Paula Crown and Leon Deouell On December 7th, there was a special international, interdisciplinary discussion between Paula Crown and Prof. Leon Deouell on the convergence of art and the brain.

Paula Crown is a renowned multimedia artist with a practice encompassing drawing, painting, video, and sculpture – and part of the Crown-Goodman family of Chicago. Leon Deouell is the Jack H. Skirball Professor in Brain Research, Human Cognitive Neuroscience Lab at the Edmond and Lily Safra Center for Brain Sciences. Crown’s work INSIDE MY HEAD: A Contemporary Self-Portrait is currently on view as a virtual exhibit at the Hebrew University Art Gallery. It has been reproduced under the recording of the webinar, with the artist’s video at the bottom of the page.

The two panelists engaged in a stimulating and fascinating discussion of the convergence of art and brain, from their respective points of view as artist and neuroscientist.

Inside My Head – A Contemporary Self Portrait

“I think of it as painting with tools of technology” – Paula Crown

The self-portrait is among the most prevalent subjects in art history. Typically, it involves using a mirror to capture the surface information which is then selectively conveyed to the audience. With any luck, the artist’s internal life will shine forth from these external details.  Of course, no objective portrait exists. The artist’s perception always colors his/her view of the subject, and the viewers’ perceptions color their interpretations.

The multimedia work INSIDE MY HEAD: A Contemporary Self Portrait (2013) began with MRIs of Crown’s brain. Beset by migraines since childhood, she animated these high-tech images of her internal landscape and projected them on concave screens. The piece is a self-portrait rendered from the inside out, an intimate view of her personal topology. Altered and viewed in an alternative scale, the images evoke the cosmos and its starscapes, from which we evolved.

This virtual exhibition includes an animation made from Crown’s MRI scans. Initially, the imagery appears to be abstract patterns. However, upon closer observation, these images, with their pulsating accumulation of shapes and forms, reveal the workings of the artist’s own brain, documented via a magnetic resonance image (MRI).

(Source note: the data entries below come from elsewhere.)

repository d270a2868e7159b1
use sea_orm_migration::prelude::*;

#[derive(DeriveMigrationName)]
pub struct Migration;

#[async_trait::async_trait]
impl MigrationTrait for Migration {
    async fn up(&self, manager: &SchemaManager) -> Result<(), DbErr> {
        manager
            .create_table(
                Table::create()
                    .table(Users::Table)
                    .if_not_exists()
                    .col(
                        ColumnDef::new(Users::Id)
                            .big_integer()
                            .not_null()
                            .auto_increment()
                            .primary_key(),
                    )
                    // find-or-create relies on this unique index.
                    .col(ColumnDef::new(Users::Phone).string().not_null().unique_key())
                    .col(
                        ColumnDef::new(Users::RegisteredAt)
                            .timestamp_with_time_zone()
                            .not_null()
                            .default(Expr::current_timestamp()),
                    )
                    .to_owned(),
            )
            .await
    }

    async fn down(&self, manager: &SchemaManager) -> Result<(), DbErr> {
        manager
            .drop_table(Table::drop().table(Users::Table).to_owned())
            .await
    }
}

#[derive(Iden)]
enum Users {
    Table,
    Id,
    Phone,
    RegisteredAt,
}
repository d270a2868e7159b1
#![allow(async_fn_in_trait)]

use std::time::Duration;

use ringpass_domain::id::UserId;

use crate::domain::types::{User, UserPage};
use crate::error::AuthServiceError;

/// Produces one-time codes from a secure source.
pub trait CodeGenerator: Send + Sync {
    /// Fails with `Internal` if the entropy source is unavailable.
    fn generate(&self) -> Result<String, AuthServiceError>;
}

/// Fixed-window request counter, keyed by phone.
pub trait RateLimiter: Send + Sync {
    /// Count this request against `phone` and report whether it is within
    /// `max` for the current window. The window starts with the first
    /// request and is not extended by later ones.
    async fn allow(
        &self,
        phone: &str,
        max: u32,
        window: Duration,
    ) -> Result<bool, AuthServiceError>;
}

/// Pending one-time codes, at most one per phone.
pub trait CodeStore: Send + Sync {
    /// Store `code` for `phone`, replacing any pending code and resetting its TTL.
    async fn save(&self, phone: &str, code: &str, ttl: Duration) -> Result<(), AuthServiceError>;

    /// Atomically compare and, on match, delete the pending code.
    ///
    /// Returns `false` for a mismatch, a missing code, or an expired one.
    /// A mismatch leaves the pending code in place.
    async fn verify_and_consume(&self, phone: &str, code: &str)
    -> Result<bool, AuthServiceError>;
}

/// Durable user identities.
pub trait UserRepository: Send + Sync {
    async fn find_by_phone(&self, phone: &str) -> Result<Option<User>, AuthServiceError>;

    /// Insert a new user. Fails with `PhoneTaken` if the phone already exists.
    async fn create(&self, phone: &str) -> Result<User, AuthServiceError>;

    async fn find_by_id(&self, id: UserId) -> Result<Option<User>, AuthServiceError>;

    /// Users whose phone contains `search` (all users when empty), ordered by id.
    async fn list(
        &self,
        search: &str,
        offset: u64,
        limit: u64,
    ) -> Result<UserPage, AuthServiceError>;
}
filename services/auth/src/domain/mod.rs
pub mod repository;
pub mod types;
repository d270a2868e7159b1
use sea_orm_migration::prelude::*;

mod m20260301_000001_create_users;

pub struct Migrator;

#[async_trait::async_trait]
impl MigratorTrait for Migrator {
    fn migrations() -> Vec<Box<dyn MigrationTrait>> {
        vec![Box::new(m20260301_000001_create_users::Migration)]
    }
}
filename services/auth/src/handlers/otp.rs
use axum::{Json, extract::State, extract::rejection::JsonRejection};
use serde::{Deserialize, Serialize};

use crate::error::AuthServiceError;
use crate::handlers::users::UserResponse;
use crate::infra::rng::OsRngCodeGenerator;
use crate::state::AppState;
use crate::usecase::otp::{RequestCodeInput, RequestCodeUseCase};
use crate::usecase::verify::{VerifyCodeInput, VerifyCodeUseCase};

// ── POST /otp/request ────────────────────────────────────────────────────────

#[derive(Deserialize)]
pub struct RequestCodeRequest {
    #[serde(default)]
    pub phone: String,
}

#[derive(Serialize)]
pub struct RequestCodeResponse {
    pub status: &'static str,
}

pub async fn request_code(
    State(state): State<AppState>,
    body: Result<Json<RequestCodeRequest>, JsonRejection>,
) -> Result<Json<RequestCodeResponse>, AuthServiceError> {
    let Json(body) = body.map_err(|_| AuthServiceError::InvalidRequest)?;
    let usecase = RequestCodeUseCase {
        limiter: state.rate_limiter(),
        codes: state.code_store(),
        generator: OsRngCodeGenerator,
        settings: state.otp,
    };
    usecase
        .execute(RequestCodeInput { phone: body.phone })
        .await?;
    Ok(Json(RequestCodeResponse {
        status: "otp_generated",
    }))
}

// ── POST /otp/verify ─────────────────────────────────────────────────────────

#[derive(Deserialize)]
pub struct VerifyCodeRequest {
    #[serde(default)]
    pub phone: String,
    #[serde(default)]
    pub otp: String,
}

#[derive(Serialize)]
pub struct VerifyCodeResponse {
    pub token: String,
    /// Seconds since UNIX epoch.
    pub expires_at: u64,
    pub user: UserResponse,
}

pub async fn verify_code(
    State(state): State<AppState>,
    body: Result<Json<VerifyCodeRequest>, JsonRejection>,
) -> Result<Json<VerifyCodeResponse>, AuthServiceError> {
    let Json(body) = body.map_err(|_| AuthServiceError::InvalidRequest)?;
    let usecase = VerifyCodeUseCase {
        codes: state.code_store(),
        users: state.user_repo(),
        tokens: state.tokens.clone(),
    };
    let out = usecase
        .execute(VerifyCodeInput {
            phone: body.phone,
            code: body.otp,
        })
        .await?;
    Ok(Json(VerifyCodeResponse {
        token: out.token.token,
        expires_at: out.token.expires_at,
        user: out.user.into(),
    }))
}
use std::future::Future;
use std::time::Duration;

use crate::error::AuthServiceError;

pub mod cache;
pub mod connect;
pub mod db;
pub mod rng;

/// Await `fut`, failing with `Internal` once `deadline` elapses.
pub(crate) async fn bounded<F: Future>(
    deadline: Duration,
    op: &'static str,
    fut: F,
) -> Result<F::Output, AuthServiceError> {
    tokio::time::timeout(deadline, fut).await.map_err(|_| {
        AuthServiceError::Internal(anyhow::anyhow!("{op} timed out after {deadline:?}"))
    })
}
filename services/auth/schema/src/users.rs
use sea_orm::entity::prelude::*;

/// Durable identity keyed by phone number.
/// Created once on the first successful OTP verification; never updated.
#[derive(Clone, Debug, PartialEq, Eq, DeriveEntityModel)]
#[sea_orm(table_name = "users")]
pub struct Model {
    #[sea_orm(primary_key)]
    pub id: i64,
    #[sea_orm(unique)]
    pub phone: String,
    pub registered_at: chrono::DateTime<chrono::Utc>,
}

#[derive(Copy, Clone, Debug, EnumIter, DeriveRelation)]
pub enum Relation {}

impl ActiveModelBehavior for ActiveModel {}
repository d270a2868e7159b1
// Module name shadows the `serde` crate; use `::serde` for the external crate.
use ::serde::Serializer;
use chrono::{DateTime, SecondsFormat, Utc};

/// Serialize `DateTime<Utc>` as RFC 3339 with 3-digit fractional seconds and a `Z` suffix.
pub fn to_rfc3339_ms<S>(dt: &DateTime<Utc>, s: S) -> Result<S::Ok, S::Error>
where
    S: Serializer,
{
    s.serialize_str(&dt.to_rfc3339_opts(SecondsFormat::Millis, true))
}
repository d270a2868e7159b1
//! Bearer credential helpers for HTTP tests.
//!
//! Protected routes authenticate `Authorization: Bearer <token>`. `MockAuth`
//! mints real session tokens with a test secret so requests pass the same
//! validation as production traffic.

use http::{HeaderName, HeaderValue, header::AUTHORIZATION};

use ringpass_auth_types::token::SessionTokenIssuer;
use ringpass_domain::id::UserId;

/// Secret shared by the test app state and [`MockAuth`].
pub const TEST_JWT_SECRET: &str = "test-jwt-secret-for-unit-tests-only";

/// Configurable identity injected into test requests.
pub struct MockAuth {
    pub user_id: UserId,
    issuer: SessionTokenIssuer,
}

impl MockAuth {
    pub fn new(user_id: UserId) -> Self {
        Self::with_secret(user_id, TEST_JWT_SECRET)
    }

    /// Sign with a different secret, e.g. to exercise rejection paths.
    pub fn with_secret(user_id: UserId, secret: &str) -> Self {
        Self {
            user_id,
            issuer: SessionTokenIssuer::new(secret.as_bytes()),
        }
    }

    pub fn token(&self) -> String {
        self.issuer
            .issue(self.user_id)
            .expect("test token signing")
            .token
    }

    /// The `Authorization` header as a client would send it.
    pub fn header(&self) -> (HeaderName, HeaderValue) {
        let value = HeaderValue::from_str(&format!("Bearer {}", self.token()))
            .expect("token is valid header text");
        (AUTHORIZATION, value)
    }
}
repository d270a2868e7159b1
pub mod health;
pub mod otp;
pub mod users;
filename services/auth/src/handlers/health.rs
use axum::{extract::State, http::StatusCode};

use crate::infra::bounded;
use crate::infra::connect::ping_redis;
use crate::state::AppState;

/// Handler for `GET /readyz`: 200 only when both Postgres and Redis answer.
pub async fn readyz(State(state): State<AppState>) -> StatusCode {
    let postgres = bounded(state.store_timeout, "postgres ping", state.db.ping()).await;
    let postgres_ok = matches!(postgres, Ok(Ok(())));
    let redis_ok = ping_redis(&state.redis, state.store_timeout).await.is_ok();

    if postgres_ok && redis_ok {
        StatusCode::OK
    } else {
        tracing::warn!(postgres = postgres_ok, redis = redis_ok, "not ready");
        StatusCode::SERVICE_UNAVAILABLE
    }
}
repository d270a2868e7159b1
//! Domain types shared across Ringpass crates.
//!
//! Plain types with no framework dependencies: identifiers and pagination.
//! Used by every layer, from request parsing through to the stores.

pub mod id;
pub mod pagination;
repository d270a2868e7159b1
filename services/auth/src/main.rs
use std::sync::Arc;
use std::time::Duration;

use anyhow::Context as _;
use axum::Router;
use tokio::net::TcpListener;
use tracing::{info, warn};

use ringpass_auth::config::AuthConfig;
use ringpass_auth::infra::connect::{connect_postgres, connect_redis};
use ringpass_auth::router::build_router;
use ringpass_auth::state::AppState;
use ringpass_auth_types::token::SessionTokenIssuer;
use ringpass_core::config::Config as _;
use ringpass_core::shutdown::shutdown_signal;
use ringpass_core::tracing::init_tracing;

#[tokio::main]
async fn main() -> anyhow::Result<()> {
    init_tracing();

    let config = AuthConfig::from_env().context("load configuration")?;
    config.validate()?;
    info!(?config, "starting auth service");

    let db = connect_postgres(&config.database_url).await?;
    let redis = connect_redis(&config.redis_url()).await?;

    let state = AppState {
        db: db.clone(),
        redis: redis.clone(),
        tokens: Arc::new(SessionTokenIssuer::new(config.jwt_secret.as_bytes())),
        otp: config.otp_settings(),
        store_timeout: config.store_timeout(),
        request_timeout: config.request_timeout(),
    };

    let router = build_router(state);
    let addr = format!("0.0.0.0:{}", config.port);
    let listener = TcpListener::bind(&addr)
        .await
        .with_context(|| format!("bind {addr}"))?;

    info!("auth service listening on {addr}");
    serve(listener, router, config.shutdown_grace()).await?;

    redis.close();
    db.close().await.context("close postgres pool")?;
    info!("auth service stopped");
    Ok(())
}

/// Serve until SIGINT/SIGTERM, then give in-flight requests `grace` to finish.
async fn serve(listener: TcpListener, router: Router, grace: Duration) -> anyhow::Result<()> {
    let (stop_tx, stop_rx) = tokio::sync::oneshot::channel::<()>();
    let mut server = tokio::spawn(async move {
        axum::serve(listener, router)
            .with_graceful_shutdown(async {
                let _ = stop_rx.await;
            })
            .await
    });

    tokio::select! {
        res = &mut server => {
            return res.context("server task panicked")?.context("server error");
        }
        () = shutdown_signal() => {}
    }

    info!(?grace, "shutdown signal received, draining requests");
    let _ = stop_tx.send(());
    match tokio::time::timeout(grace, &mut server).await {
        Ok(res) => res.context("server task panicked")?.context("server error")?,
        Err(_) => {
            warn!("grace period elapsed, aborting remaining requests");
            server.abort();
        }
    }
    Ok(())
}
pub mod otp;
pub mod user;
pub mod verify;
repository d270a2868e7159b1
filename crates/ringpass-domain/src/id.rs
//! Newtype wrappers for domain identifiers.

use std::fmt;
use std::str::FromStr;

use serde::{Deserialize, Serialize};

/// Identifies a registered user. Surrogate key assigned by the identity store.
#[derive(Debug, Clone, Copy, PartialEq, Eq, PartialOrd, Ord, Hash, Serialize, Deserialize)]
#[serde(transparent)]
pub struct UserId(pub i64);

impl UserId {
    pub fn as_i64(self) -> i64 {
        self.0
    }
}

impl fmt::Display for UserId {
    fn fmt(&self, f: &mut fmt::Formatter<'_>) -> fmt::Result {
        self.0.fmt(f)
    }
}

impl FromStr for UserId {
    type Err = std::num::ParseIntError;

    fn from_str(s: &str) -> Result<Self, Self::Err> {
        Ok(Self(s.parse()?))
    }
}
use std::time::Duration;

use axum::body::Body;
use axum::http::{HeaderName, HeaderValue, Request};
use tower_http::classify::{ServerErrorsAsFailures, SharedClassifier};
use tower_http::request_id::{MakeRequestId, RequestId, SetRequestIdLayer};
use tower_http::timeout::TimeoutLayer;
use tower_http::trace::TraceLayer;
use tracing::Span;
use uuid::Uuid;

pub const X_REQUEST_ID: &str = "x-request-id";

#[derive(Clone, Default)]
pub struct MakeUuidRequestId;

impl MakeRequestId for MakeUuidRequestId {
    fn make_request_id<B>(&mut self, _request: &Request<B>) -> Option<RequestId> {
        HeaderValue::from_str(&Uuid::new_v4().to_string())
            .ok()
            .map(RequestId::new)
    }
}

/// Build the request-id layer. Apply with `.layer(request_id_layer())` in router,
/// outside the trace layer so the id is present when the span is created.
pub fn request_id_layer() -> SetRequestIdLayer<MakeUuidRequestId> {
    SetRequestIdLayer::new(HeaderName::from_static(X_REQUEST_ID), MakeUuidRequestId)
}

type MakeSpanFn = fn(&Request<Body>) -> Span;

/// Per-request span carrying method, path and `x-request-id`.
///
/// Headers are not recorded: `Authorization` carries bearer tokens.
pub fn trace_layer() -> TraceLayer<SharedClassifier<ServerErrorsAsFailures>, MakeSpanFn> {
    TraceLayer::new_for_http().make_span_with(request_span as MakeSpanFn)
}

/// Abort a request that runs longer than `limit`, answering 408.
/// Apply inside the trace layer so timed-out requests are still traced.
#[allow(deprecated)]
pub fn timeout_layer(limit: Duration) -> TimeoutLayer {
    TimeoutLayer::new(limit)
}

fn request_span(request: &Request<Body>) -> Span {
    let request_id = request
        .headers()
        .get(X_REQUEST_ID)
        .and_then(|v| v.to_str().ok())
        .unwrap_or("-");
    tracing::info_span!(
        "request",
        method = %request.method(),
        path = %request.uri().path(),
        request_id,
    )
}
use std::sync::LazyLock;
use std::time::Duration;

use anyhow::Context;
use deadpool_redis::Pool;
use deadpool_redis::redis::{AsyncCommands, Script};

use crate::domain::repository::{CodeStore, RateLimiter};
use crate::error::AuthServiceError;
use crate::infra::bounded;

fn code_key(phone: &str) -> String {
    format!("otp:{phone}")
}

fn rate_key(phone: &str) -> String {
    format!("rl:{phone}")
}

// INCR and EXPIRE in one step. The TTL check re-arms a counter that lost its
// expiry, which would otherwise lock the phone out forever.
static COUNT_REQUEST: LazyLock<Script> = LazyLock::new(|| {
    Script::new(
        r"
local count = redis.call('INCR', KEYS[1])
if count == 1 or redis.call('TTL', KEYS[1]) == -1 then
    redis.call('EXPIRE', KEYS[1], ARGV[1])
end
return count
",
    )
});

// GET, compare, DEL. A missing key reads as false and never matches.
static CONSUME_CODE: LazyLock<Script> = LazyLock::new(|| {
    Script::new(
        r"
if redis.call('GET', KEYS[1]) == ARGV[1] then
    redis.call('DEL', KEYS[1])
    return 1
end
return 0
",
    )
});

/// Redis TTL arguments are whole seconds; round up so a sub-second duration
/// never becomes "no expiry".
fn whole_secs(d: Duration) -> u64 {
    d.as_secs() + u64::from(d.subsec_nanos() > 0)
}

#[derive(Clone)]
pub struct RedisCodeStore {
    pub pool: Pool,
    pub deadline: Duration,
}

impl CodeStore for RedisCodeStore {
    async fn save(&self, phone: &str, code: &str, ttl: Duration) -> Result<(), AuthServiceError> {
        let key = code_key(phone);
        bounded(self.deadline, "save otp", async {
            let mut conn = self.pool.get().await.context("redis pool")?;
            let (): () = conn
                .set_ex(&key, code, whole_secs(ttl))
                .await
                .context("save otp")?;
            Ok::<_, anyhow::Error>(())
        })
        .await??;
        Ok(())
    }

    async fn verify_and_consume(
        &self,
        phone: &str,
        code: &str,
    ) -> Result<bool, AuthServiceError> {
        let key = code_key(phone);
        let matched = bounded(self.deadline, "consume otp", async {
            let mut conn = self.pool.get().await.context("redis pool")?;
            let matched: i64 = CONSUME_CODE
                .key(&key)
                .arg(code)
                .invoke_async(&mut conn)
                .await
                .context("consume otp")?;
            Ok::<_, anyhow::Error>(matched)
        })
        .await??;
        Ok(matched == 1)
    }
}

#[derive(Clone)]
pub struct RedisRateLimiter {
    pub pool: Pool,
    pub deadline: Duration,
}

impl RateLimiter for RedisRateLimiter {
    async fn allow(
        &self,
        phone: &str,
        max: u32,
        window: Duration,
    ) -> Result<bool, AuthServiceError> {
        let key = rate_key(phone);
        let count = bounded(self.deadline, "count otp request", async {
            let mut conn = self.pool.get().await.context("redis pool")?;
            let count: i64 = COUNT_REQUEST
                .key(&key)
                .arg(whole_secs(window))
                .invoke_async(&mut conn)
                .await
                .context("count otp request")?;
            Ok::<_, anyhow::Error>(count)
        })
        .await??;
        tracing::debug!(count, max, "otp request counted");
        Ok(count <= i64::from(max))
    }
}
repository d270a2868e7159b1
use std::sync::Arc;

use anyhow::Context as _;

use ringpass_auth_types::token::{IssuedToken, SessionTokenIssuer};

use crate::domain::repository::{CodeStore, UserRepository};
use crate::domain::types::{User, validate_phone};
use crate::error::AuthServiceError;

pub struct VerifyCodeInput {
    pub phone: String,
    pub code: String,
}

#[derive(Debug)]
pub struct VerifyCodeOutput {
    pub user: User,
    pub token: IssuedToken,
    /// True when this verification registered the user.
    pub created: bool,
}

pub struct VerifyCodeUseCase<C, U>
where
    C: CodeStore,
    U: UserRepository,
{
    pub codes: C,
    pub users: U,
    pub tokens: Arc<SessionTokenIssuer>,
}

impl<C, U> VerifyCodeUseCase<C, U>
where
    C: CodeStore,
    U: UserRepository,
{
    pub async fn execute(
        &self,
        input: VerifyCodeInput,
    ) -> Result<VerifyCodeOutput, AuthServiceError> {
        if !validate_phone(&input.phone) || input.code.is_empty() {
            return Err(AuthServiceError::InvalidRequest);
        }

        // Wrong, missing and expired codes are indistinguishable to the caller.
        if !self
            .codes
            .verify_and_consume(&input.phone, &input.code)
            .await?
        {
            return Err(AuthServiceError::InvalidOtp);
        }

        let (user, created) = find_or_create_user(&self.users, &input.phone).await?;
        let token = self
            .tokens
            .issue(user.id)
            .context("issue session token")?;

        tracing::info!(user_id = %user.id, created, "otp verified");
        Ok(VerifyCodeOutput {
            user,
            token,
            created,
        })
    }
}

/// Return the user for `phone`, registering it if absent.
///
/// Concurrent first-time calls for the same phone all resolve to the single
/// row that won the unique constraint.
pub async fn find_or_create_user<U: UserRepository>(
    users: &U,
    phone: &str,
) -> Result<(User, bool), AuthServiceError> {
    if let Some(user) = users.find_by_phone(phone).await? {
        return Ok((user, false));
    }

    match users.create(phone).await {
        Ok(user) => Ok((user, true)),
        Err(AuthServiceError::PhoneTaken) => {
            tracing::debug!("concurrent registration won, re-reading user");
            let user = users
                .find_by_phone(phone)
                .await?
                .context("user missing after unique violation")?;
            Ok((user, false))
        }
        Err(e) => Err(e),
    }
}
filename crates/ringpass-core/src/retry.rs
use std::fmt::Display;
use std::future::Future;
use std::time::Duration;

/// Exponential backoff schedule for startup connection attempts.
#[derive(Debug, Clone, Copy)]
pub struct Backoff {
    pub max_attempts: u32,
    pub initial_delay: Duration,
}

/// Run `op` until it succeeds or `policy.max_attempts` is exhausted, doubling
/// the delay after every failure. Returns the last error.
///
/// Startup only; request handlers never retry store calls.
pub async fn retry_with_backoff<T, E, F, Fut>(
    name: &str,
    policy: Backoff,
    mut op: F,
) -> Result<T, E>
where
    F: FnMut() -> Fut,
    Fut: Future<Output = Result<T, E>>,
    E: Display,
{
    let mut delay = policy.initial_delay;
    let mut attempt = 1;
    loop {
        match op().await {
            Ok(value) => return Ok(value),
            Err(e) if attempt >= policy.max_attempts => return Err(e),
            Err(e) => {
                tracing::warn!(service = name, attempt, error = %e, "{name} not ready, retrying");
                tokio::time::sleep(delay).await;
                delay *= 2;
                attempt += 1;
            }
        }
    }
}
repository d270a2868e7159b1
//! HTTP surface tests against a router whose stores are unreachable.
//! Everything here must be decided before any store call.

use std::sync::Arc;
use std::time::Duration;

use axum::http::StatusCode;
use axum_test::TestServer;
use deadpool_redis::Runtime;
use sea_orm::DatabaseConnection;
use serde_json::{Value, json};

use ringpass_auth::router::build_router;
use ringpass_auth::state::AppState;
use ringpass_auth_types::token::SessionTokenIssuer;
use ringpass_domain::id::UserId;
use ringpass_testing::auth::{MockAuth, TEST_JWT_SECRET};

use crate::helpers::settings;

fn server() -> TestServer {
    let redis = deadpool_redis::Config::from_url("redis://127.0.0.1:1")
        .create_pool(Some(Runtime::Tokio1))
        .unwrap();
    let state = AppState {
        db: DatabaseConnection::default(),
        redis,
        tokens: Arc::new(SessionTokenIssuer::new(TEST_JWT_SECRET.as_bytes())),
        otp: settings(),
        store_timeout: Duration::from_millis(500),
        request_timeout: Duration::from_secs(10),
    };
    TestServer::new(build_router(state)).unwrap()
}

#[tokio::test]
async fn should_answer_liveness_probe() {
    let resp = server().get("/healthz").await;
    resp.assert_status_ok();
}

#[tokio::test]
async fn should_report_not_ready_when_stores_are_down() {
    let resp = server().get("/readyz").await;
    resp.assert_status(StatusCode::SERVICE_UNAVAILABLE);
}

#[tokio::test]
async fn should_reject_request_with_empty_phone() {
    let resp = server()
        .post("/otp/request")
        .json(&json!({ "phone": "" }))
        .await;

    resp.assert_status(StatusCode::BAD_REQUEST);
    let body: Value = resp.json();
    assert_eq!(body["kind"], "INVALID_REQUEST");
}

#[tokio::test]
async fn should_reject_malformed_json_body() {
    let resp = server()
        .post("/otp/request")
        .content_type("application/json")
        .text("{\"phone\":")
        .await;

    resp.assert_status(StatusCode::BAD_REQUEST);
    let body: Value = resp.json();
    assert_eq!(body["kind"], "INVALID_REQUEST");
}

#[tokio::test]
async fn should_reject_verify_without_otp() {
    let resp = server()
        .post("/otp/verify")
        .json(&json!({ "phone": "+15551234567" }))
        .await;

    resp.assert_status(StatusCode::BAD_REQUEST);
}

#[tokio::test]
async fn should_fail_closed_when_redis_is_down() {
    let resp = server()
        .post("/otp/request")
        .json(&json!({ "phone": "+15551234567" }))
        .await;

    resp.assert_status(StatusCode::INTERNAL_SERVER_ERROR);
    let body: Value = resp.json();
    assert_eq!(body["kind"], "INTERNAL");
    assert_eq!(body["message"], "internal error");
}

#[tokio::test]
async fn should_require_authorization_header_for_users() {
    for path in ["/users", "/users/me", "/users/1"] {
        let resp = server().get(path).await;
        resp.assert_status(StatusCode::UNAUTHORIZED);
        let body: Value = resp.json();
        assert_eq!(body["kind"], "MISSING_AUTHORIZATION", "path {path}");
    }
}

#[tokio::test]
async fn should_reject_non_bearer_authorization() {
    let resp = server()
        .get("/users")
        .add_header(
            axum::http::header::AUTHORIZATION,
            axum::http::HeaderValue::from_static("Token abc"),
        )
        .await;

    resp.assert_status(StatusCode::UNAUTHORIZED);
    let body: Value = resp.json();
    assert_eq!(body["kind"], "INVALID_AUTHORIZATION_FORMAT");
}

#[tokio::test]
async fn should_reject_token_signed_with_another_secret() {
    let (name, value) = MockAuth::with_secret(UserId(1), "some-other-secret").header();
    let resp = server().get("/users/me").add_header(name, value).await;

    resp.assert_status(StatusCode::UNAUTHORIZED);
    let body: Value = resp.json();
    assert_eq!(body["kind"], "INVALID_TOKEN");
}

#[tokio::test]
async fn should_reject_non_numeric_user_id() {
    let (name, value) = MockAuth::new(UserId(1)).header();
    let resp = server().get("/users/abc").add_header(name, value).await;

    resp.assert_status(StatusCode::BAD_REQUEST);
    let body: Value = resp.json();
    assert_eq!(body["kind"], "INVALID_REQUEST");
}
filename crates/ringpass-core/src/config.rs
use ::serde::de::DeserializeOwned;

/// Trait for loading service configuration from environment variables.
///
/// Implementors derive `serde::Deserialize`; field `database_url` is read from
/// `DATABASE_URL`, and so on. Defaults come from `#[serde(default = ...)]`.
pub trait Config: Sized + DeserializeOwned {
    fn from_env() -> Result<Self, envy::Error> {
        envy::from_env()
    }

    /// Load from an explicit set of variables instead of the process environment.
    fn from_vars<I>(vars: I) -> Result<Self, envy::Error>
    where
        I: IntoIterator<Item = (String, String)>,
    {
        envy::from_iter(vars)
    }
}
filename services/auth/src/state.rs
use std::sync::Arc;
use std::time::Duration;

use axum::extract::FromRef;
use deadpool_redis::Pool as RedisPool;
use sea_orm::DatabaseConnection;

use ringpass_auth_types::token::SessionTokenIssuer;

use crate::domain::types::OtpSettings;
use crate::infra::cache::{RedisCodeStore, RedisRateLimiter};
use crate::infra::db::DbUserRepository;

/// Shared application state passed to every handler via axum `State`.
#[derive(Clone, FromRef)]
pub struct AppState {
    pub db: DatabaseConnection,
    pub redis: RedisPool,
    pub tokens: Arc<SessionTokenIssuer>,
    pub otp: OtpSettings,
    /// Deadline for each individual store call.
    #[from_ref(skip)]
    pub store_timeout: Duration,
    /// Deadline for a whole HTTP request.
    #[from_ref(skip)]
    pub request_timeout: Duration,
}

impl AppState {
    pub fn user_repo(&self) -> DbUserRepository {
        DbUserRepository {
            db: self.db.clone(),
            deadline: self.store_timeout,
        }
    }

    pub fn code_store(&self) -> RedisCodeStore {
        RedisCodeStore {
            pool: self.redis.clone(),
            deadline: self.store_timeout,
        }
    }

    pub fn rate_limiter(&self) -> RedisRateLimiter {
        RedisRateLimiter {
            pool: self.redis.clone(),
            deadline: self.store_timeout,
        }
    }
}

As Crown states, “I view them as abstract forms and topologies that could be micro or macro in size.” Although Crown has said that landscapes capture her attention and she researches topologies and maps, there is not narrative or symbolism to her work. It’s the various shapes and patterns that interest her. My work is “just a connection between what is happening in our bodies and what is happening in the larger world,” she says.

The animation is accompanied by an audio track composed specifically for this piece, replacing the original hammering noise of the MRI scanner with a soothing violin, a musical interpretation of the activity of Crown’s brain. As the shapes change so does the music. “The music is my brain’s anatomy that was literally put into a software program and converted to sound,” Crown explains. “Then a violinist played to the animation of the brain scans.”